** TRY IT **
Give back the records in their entirety, exactly.

>>>>

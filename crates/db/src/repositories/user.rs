//! User repository.

use std::sync::Arc;

use crate::entities::{User, user};
use crate::write_error;
use dwitter_common::{AppError, AppResult};
use sea_orm::{ActiveModelTrait, ColumnTrait, DatabaseConnection, EntityTrait, QueryFilter};

/// User repository for database operations.
#[derive(Clone)]
pub struct UserRepository {
    db: Arc<DatabaseConnection>,
}

impl UserRepository {
    /// Create a new user repository.
    #[must_use]
    pub const fn new(db: Arc<DatabaseConnection>) -> Self {
        Self { db }
    }

    /// Find a user by ID.
    pub async fn find_by_id(&self, id: &str) -> AppResult<Option<user::Model>> {
        User::find_by_id(id)
            .one(self.db.as_ref())
            .await
            .map_err(|e| AppError::Database(e.to_string()))
    }

    /// Get a user by ID, returning an error if not found.
    pub async fn get_by_id(&self, id: &str) -> AppResult<user::Model> {
        self.find_by_id(id)
            .await?
            .ok_or_else(|| AppError::UserNotFound(id.to_string()))
    }

    /// Find users by IDs.
    pub async fn find_by_ids(&self, ids: &[String]) -> AppResult<Vec<user::Model>> {
        if ids.is_empty() {
            return Ok(vec![]);
        }

        User::find()
            .filter(user::Column::Id.is_in(ids.iter().cloned()))
            .all(self.db.as_ref())
            .await
            .map_err(|e| AppError::Database(e.to_string()))
    }

    /// Find a user by username.
    pub async fn find_by_username(&self, username: &str) -> AppResult<Option<user::Model>> {
        User::find()
            .filter(user::Column::Username.eq(username))
            .one(self.db.as_ref())
            .await
            .map_err(|e| AppError::Database(e.to_string()))
    }

    /// Find a user by access token.
    pub async fn find_by_token(&self, token: &str) -> AppResult<Option<user::Model>> {
        User::find()
            .filter(user::Column::Token.eq(token))
            .one(self.db.as_ref())
            .await
            .map_err(|e| AppError::Database(e.to_string()))
    }

    /// Create a new user.
    pub async fn create(&self, model: user::ActiveModel) -> AppResult<user::Model> {
        model
            .insert(self.db.as_ref())
            .await
            .map_err(|e| write_error(e, "username"))
    }
}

<<<<

** SOLUTION TO THIS TASK **
filename crates/db/src/repositories/user.rs
//! User repository.

use std::sync::Arc;

use crate::entities::{User, user};
use crate::write_error;
use dwitter_common::{AppError, AppResult};
use sea_orm::{ActiveModelTrait, ColumnTrait, DatabaseConnection, EntityTrait, QueryFilter};

/// User repository for database operations.
#[derive(Clone)]
pub struct UserRepository {
    db: Arc<DatabaseConnection>,
}

impl UserRepository {
    /// Create a new user repository.
    #[must_use]
    pub const fn new(db: Arc<DatabaseConnection>) -> Self {
        Self { db }
    }

    /// Find a user by ID.
    pub async fn find_by_id(&self, id: &str) -> AppResult<Option<user::Model>> {
        User::find_by_id(id)
            .one(self.db.as_ref())
            .await
            .map_err(|e| AppError::Database(e.to_string()))
    }

    /// Get a user by ID, returning an error if not found.
    pub async fn get_by_id(&self, id: &str) -> AppResult<user::Model> {
        self.find_by_id(id)
            .await?
            .ok_or_else(|| AppError::UserNotFound(id.to_string()))
    }

    /// Find users by IDs.
    pub async fn find_by_ids(&self, ids: &[String]) -> AppResult<Vec<user::Model>> {
        if ids.is_empty() {
            return Ok(vec![]);
        }

        User::find()
            .filter(user::Column::Id.is_in(ids.iter().cloned()))
            .all(self.db.as_ref())
            .await
            .map_err(|e| AppError::Database(e.to_string()))
    }

    /// Find a user by username.
    pub async fn find_by_username(&self, username: &str) -> AppResult<Option<user::Model>> {
        User::find()
            .filter(user::Column::Username.eq(username))
            .one(self.db.as_ref())
            .await
            .map_err(|e| AppError::Database(e.to_string()))
    }

    /// Find a user by access token.
    pub async fn find_by_token(&self, token: &str) -> AppResult<Option<user::Model>> {
        User::find()
            .filter(user::Column::Token.eq(token))
            .one(self.db.as_ref())
            .await
            .map_err(|e| AppError::Database(e.to_string()))
    }

    /// Create a new user.
    pub async fn create(&self, model: user::ActiveModel) -> AppResult<user::Model> {
        model
            .insert(self.db.as_ref())
            .await
            .map_err(|e| write_error(e, "username"))
    }
}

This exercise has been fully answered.